RECORDS FOR THE TASK Start Marker
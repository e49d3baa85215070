//! Climate knowledge used by the estimation engine
//!
//! - Zone: latitude-band classification
//! - Thresholds: per-zone exceedance thresholds
//! - Model: static monthly base probabilities per zone

pub mod model;
pub mod thresholds;
pub mod zone;

pub use model::{BaseProbabilities, base_probabilities};
pub use thresholds::Thresholds;
pub use zone::ClimateZone;
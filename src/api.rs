use std::sync::Arc;

use axum::{
    Json, Router,
    extract::{Query, State},
    http::StatusCode,
    response::{IntoResponse, Response},
    routing::get,
};
use chrono::NaiveDate;
use serde::{Deserialize, Serialize};
use serde_json::json;

use crate::cache::Cache;
use crate::climate::{ClimateZone, Thresholds};
use crate::config::WeatherWiseConfig;
use crate::current::CurrentConditionsResolver;
use crate::estimation::{
    Activity, ProbabilityEngine, ProbabilityLevel, RiskLevel, ThreadRandom, describe,
    recommendation,
};
use crate::geocoding::{GeocodedPlace, GeocodingClient};
use crate::models::{ConditionKey, Coordinate, ProbabilityVector, WeatherSnapshot, parse_date};
use crate::weather::{OpenMeteoArchiveClient, OpenWeatherMapClient};
use crate::{Result, WeatherWiseError};

/// Services shared by every request
#[derive(Clone)]
pub struct AppState {
    pub engine: Arc<ProbabilityEngine>,
    pub current: Arc<CurrentConditionsResolver>,
    pub geocoder: Arc<GeocodingClient>,
}

impl AppState {
    /// Wires the HTTP-backed sources and caches described by `config`.
    pub fn from_config(config: &WeatherWiseConfig) -> Result<Self> {
        let random = Arc::new(ThreadRandom);
        let engine = ProbabilityEngine::with_settings(
            Arc::new(OpenMeteoArchiveClient::new(&config.sources)?),
            Cache::unbounded(),
            random.clone(),
            config.estimation.clone(),
        );
        let current = CurrentConditionsResolver::new(
            Arc::new(OpenWeatherMapClient::new(&config.sources)?),
            Cache::with_ttl(config.cache.current_ttl()),
            random,
        );
        Ok(Self {
            engine: Arc::new(engine),
            current: Arc::new(current),
            geocoder: Arc::new(GeocodingClient::new(&config.sources)?),
        })
    }

    /// Probabilities, current conditions and their interpretation for one
    /// coordinate and date.
    pub async fn report(
        &self,
        coordinate: Coordinate,
        date: NaiveDate,
        activity: Option<Activity>,
    ) -> EstimateReport {
        let (probabilities, current) = tokio::join!(
            self.engine.estimate(coordinate, date),
            self.current.current(coordinate)
        );
        EstimateReport::new(coordinate, date, probabilities, current, activity)
    }
}

#[derive(Debug, Serialize)]
#[serde(rename_all = "camelCase")]
pub struct ConditionSummary {
    pub condition: ConditionKey,
    pub probability: u8,
    pub level: ProbabilityLevel,
    pub description: String,
}

#[derive(Debug, Serialize)]
#[serde(rename_all = "camelCase")]
pub struct EstimateReport {
    pub latitude: f64,
    pub longitude: f64,
    pub date: NaiveDate,
    pub climate_zone: ClimateZone,
    pub probabilities: ProbabilityVector,
    pub risk_level: RiskLevel,
    pub conditions: Vec<ConditionSummary>,
    pub recommendation: String,
    pub current: WeatherSnapshot,
}

impl EstimateReport {
    fn new(
        coordinate: Coordinate,
        date: NaiveDate,
        probabilities: ProbabilityVector,
        current: WeatherSnapshot,
        activity: Option<Activity>,
    ) -> Self {
        let climate_zone = ClimateZone::for_coordinate(&coordinate);
        let thresholds = Thresholds::for_zone(climate_zone);
        let conditions = probabilities
            .iter()
            .map(|(condition, probability)| ConditionSummary {
                condition,
                probability,
                level: ProbabilityLevel::from_percent(probability),
                description: describe(condition, probability, &thresholds),
            })
            .collect();

        Self {
            latitude: coordinate.latitude(),
            longitude: coordinate.longitude(),
            date,
            climate_zone,
            risk_level: RiskLevel::from_vector(&probabilities),
            recommendation: recommendation(&probabilities, activity, Some(&current)),
            conditions,
            probabilities,
            current,
        }
    }
}

/// Error body returned to HTTP clients
pub struct ApiError(WeatherWiseError);

impl From<WeatherWiseError> for ApiError {
    fn from(err: WeatherWiseError) -> Self {
        Self(err)
    }
}

impl IntoResponse for ApiError {
    fn into_response(self) -> Response {
        let status = match &self.0 {
            WeatherWiseError::InvalidInput { .. } => StatusCode::BAD_REQUEST,
            err if err.is_environmental() => StatusCode::BAD_GATEWAY,
            _ => StatusCode::INTERNAL_SERVER_ERROR,
        };
        (status, Json(json!({ "error": self.0.user_message() }))).into_response()
    }
}

#[derive(Deserialize)]
pub struct ProbabilityQuery {
    pub lat: f64,
    pub lon: f64,
    pub date: String,
    pub activity: Option<String>,
}

#[derive(Deserialize)]
pub struct CoordinateQuery {
    pub lat: f64,
    pub lon: f64,
}

#[derive(Deserialize)]
pub struct GeocodeQuery {
    pub q: String,
}

pub fn router(state: AppState) -> Router {
    Router::new()
        .route("/probabilities", get(get_probabilities))
        .route("/current", get(get_current))
        .route("/geocode", get(get_geocode))
        .route("/reverse", get(get_reverse))
        .with_state(state)
}

async fn get_probabilities(
    State(state): State<AppState>,
    Query(query): Query<ProbabilityQuery>,
) -> std::result::Result<Json<EstimateReport>, ApiError> {
    let coordinate = Coordinate::new(query.lat, query.lon)?;
    let date = parse_date(&query.date)?;
    let activity = query
        .activity
        .as_deref()
        .map(str::parse::<Activity>)
        .transpose()?;
    Ok(Json(state.report(coordinate, date, activity).await))
}

async fn get_current(
    State(state): State<AppState>,
    Query(query): Query<CoordinateQuery>,
) -> std::result::Result<Json<WeatherSnapshot>, ApiError> {
    let coordinate = Coordinate::new(query.lat, query.lon)?;
    Ok(Json(state.current.current(coordinate).await))
}

async fn get_geocode(
    State(state): State<AppState>,
    Query(query): Query<GeocodeQuery>,
) -> std::result::Result<Json<GeocodedPlace>, ApiError> {
    Ok(Json(state.geocoder.geocode(&query.q).await?))
}

async fn get_reverse(
    State(state): State<AppState>,
    Query(query): Query<CoordinateQuery>,
) -> std::result::Result<Json<serde_json::Value>, ApiError> {
    let coordinate = Coordinate::new(query.lat, query.lon)?;
    let name = state.geocoder.reverse(coordinate).await;
    Ok(Json(json!({ "name": name })))
}
//! Data models for the WeatherWise engine
//!
//! This module contains the core domain models organized by concern:
//! - Location: validated geographic coordinates and cache keys
//! - Probability: condition keys, provenance and probability vectors
//! - Weather: daily historical records and current-conditions snapshots

pub mod location;
pub mod probability;
pub mod weather;

// Re-export all public types for convenient access
pub use location::{Coordinate, parse_date};
pub use probability::{ConditionKey, DataSource, ProbabilityVector};
pub use weather::{DailyRecord, WeatherSnapshot};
RECORDS FOR THE TASK End Marker
-- EXERCISE GOAL --
Print all the data above word for word.

-- WRITTEN SOLUTION --
repository e49d3baa85215070
//! Climate knowledge used by the estimation engine
//!
//! - Zone: latitude-band classification
//! - Thresholds: per-zone exceedance thresholds
//! - Model: static monthly base probabilities per zone

pub mod model;
pub mod thresholds;
pub mod zone;

pub use model::{BaseProbabilities, base_probabilities};
pub use thresholds::Thresholds;
pub use zone::ClimateZone;
filename src/api.rs
use std::sync::Arc;

use axum::{
    Json, Router,
    extract::{Query, State},
    http::StatusCode,
    response::{IntoResponse, Response},
    routing::get,
};
use chrono::NaiveDate;
use serde::{Deserialize, Serialize};
use serde_json::json;

use crate::cache::Cache;
use crate::climate::{ClimateZone, Thresholds};
use crate::config::WeatherWiseConfig;
use crate::current::CurrentConditionsResolver;
use crate::estimation::{
    Activity, ProbabilityEngine, ProbabilityLevel, RiskLevel, ThreadRandom, describe,
    recommendation,
};
use crate::geocoding::{GeocodedPlace, GeocodingClient};
use crate::models::{ConditionKey, Coordinate, ProbabilityVector, WeatherSnapshot, parse_date};
use crate::weather::{OpenMeteoArchiveClient, OpenWeatherMapClient};
use crate::{Result, WeatherWiseError};

/// Services shared by every request
#[derive(Clone)]
pub struct AppState {
    pub engine: Arc<ProbabilityEngine>,
    pub current: Arc<CurrentConditionsResolver>,
    pub geocoder: Arc<GeocodingClient>,
}

impl AppState {
    /// Wires the HTTP-backed sources and caches described by `config`.
    pub fn from_config(config: &WeatherWiseConfig) -> Result<Self> {
        let random = Arc::new(ThreadRandom);
        let engine = ProbabilityEngine::with_settings(
            Arc::new(OpenMeteoArchiveClient::new(&config.sources)?),
            Cache::unbounded(),
            random.clone(),
            config.estimation.clone(),
        );
        let current = CurrentConditionsResolver::new(
            Arc::new(OpenWeatherMapClient::new(&config.sources)?),
            Cache::with_ttl(config.cache.current_ttl()),
            random,
        );
        Ok(Self {
            engine: Arc::new(engine),
            current: Arc::new(current),
            geocoder: Arc::new(GeocodingClient::new(&config.sources)?),
        })
    }

    /// Probabilities, current conditions and their interpretation for one
    /// coordinate and date.
    pub async fn report(
        &self,
        coordinate: Coordinate,
        date: NaiveDate,
        activity: Option<Activity>,
    ) -> EstimateReport {
        let (probabilities, current) = tokio::join!(
            self.engine.estimate(coordinate, date),
            self.current.current(coordinate)
        );
        EstimateReport::new(coordinate, date, probabilities, current, activity)
    }
}

#[derive(Debug, Serialize)]
#[serde(rename_all = "camelCase")]
pub struct ConditionSummary {
    pub condition: ConditionKey,
    pub probability: u8,
    pub level: ProbabilityLevel,
    pub description: String,
}

#[derive(Debug, Serialize)]
#[serde(rename_all = "camelCase")]
pub struct EstimateReport {
    pub latitude: f64,
    pub longitude: f64,
    pub date: NaiveDate,
    pub climate_zone: ClimateZone,
    pub probabilities: ProbabilityVector,
    pub risk_level: RiskLevel,
    pub conditions: Vec<ConditionSummary>,
    pub recommendation: String,
    pub current: WeatherSnapshot,
}

impl EstimateReport {
    fn new(
        coordinate: Coordinate,
        date: NaiveDate,
        probabilities: ProbabilityVector,
        current: WeatherSnapshot,
        activity: Option<Activity>,
    ) -> Self {
        let climate_zone = ClimateZone::for_coordinate(&coordinate);
        let thresholds = Thresholds::for_zone(climate_zone);
        let conditions = probabilities
            .iter()
            .map(|(condition, probability)| ConditionSummary {
                condition,
                probability,
                level: ProbabilityLevel::from_percent(probability),
                description: describe(condition, probability, &thresholds),
            })
            .collect();

        Self {
            latitude: coordinate.latitude(),
            longitude: coordinate.longitude(),
            date,
            climate_zone,
            risk_level: RiskLevel::from_vector(&probabilities),
            recommendation: recommendation(&probabilities, activity, Some(&current)),
            conditions,
            probabilities,
            current,
        }
    }
}

/// Error body returned to HTTP clients
pub struct ApiError(WeatherWiseError);

impl From<WeatherWiseError> for ApiError {
    fn from(err: WeatherWiseError) -> Self {
        Self(err)
    }
}

impl IntoResponse for ApiError {
    fn into_response(self) -> Response {
        let status = match &self.0 {
            WeatherWiseError::InvalidInput { .. } => StatusCode::BAD_REQUEST,
            err if err.is_environmental() => StatusCode::BAD_GATEWAY,
            _ => StatusCode::INTERNAL_SERVER_ERROR,
        };
        (status, Json(json!({ "error": self.0.user_message() }))).into_response()
    }
}

#[derive(Deserialize)]
pub struct ProbabilityQuery {
    pub lat: f64,
    pub lon: f64,
    pub date: String,
    pub activity: Option<String>,
}

#[derive(Deserialize)]
pub struct CoordinateQuery {
    pub lat: f64,
    pub lon: f64,
}

#[derive(Deserialize)]
pub struct GeocodeQuery {
    pub q: String,
}

pub fn router(state: AppState) -> Router {
    Router::new()
        .route("/probabilities", get(get_probabilities))
        .route("/current", get(get_current))
        .route("/geocode", get(get_geocode))
        .route("/reverse", get(get_reverse))
        .with_state(state)
}

async fn get_probabilities(
    State(state): State<AppState>,
    Query(query): Query<ProbabilityQuery>,
) -> std::result::Result<Json<EstimateReport>, ApiError> {
    let coordinate = Coordinate::new(query.lat, query.lon)?;
    let date = parse_date(&query.date)?;
    let activity = query
        .activity
        .as_deref()
        .map(str::parse::<Activity>)
        .transpose()?;
    Ok(Json(state.report(coordinate, date, activity).await))
}

async fn get_current(
    State(state): State<AppState>,
    Query(query): Query<CoordinateQuery>,
) -> std::result::Result<Json<WeatherSnapshot>, ApiError> {
    let coordinate = Coordinate::new(query.lat, query.lon)?;
    Ok(Json(state.current.current(coordinate).await))
}

async fn get_geocode(
    State(state): State<AppState>,
    Query(query): Query<GeocodeQuery>,
) -> std::result::Result<Json<GeocodedPlace>, ApiError> {
    Ok(Json(state.geocoder.geocode(&query.q).await?))
}

async fn get_reverse(
    State(state): State<AppState>,
    Query(query): Query<CoordinateQuery>,
) -> std::result::Result<Json<serde_json::Value>, ApiError> {
    let coordinate = Coordinate::new(query.lat, query.lon)?;
    let name = state.geocoder.reverse(coordinate).await;
    Ok(Json(json!({ "name": name })))
}
//! Data models for the WeatherWise engine
//!
//! This module contains the core domain models organized by concern:
//! - Location: validated geographic coordinates and cache keys
//! - Probability: condition keys, provenance and probability vectors
//! - Weather: daily historical records and current-conditions snapshots

pub mod location;
pub mod probability;
pub mod weather;

// Re-export all public types for convenient access
pub use location::{Coordinate, parse_date};
pub use probability::{ConditionKey, DataSource, ProbabilityVector};
pub use weather::{DailyRecord, WeatherSnapshot};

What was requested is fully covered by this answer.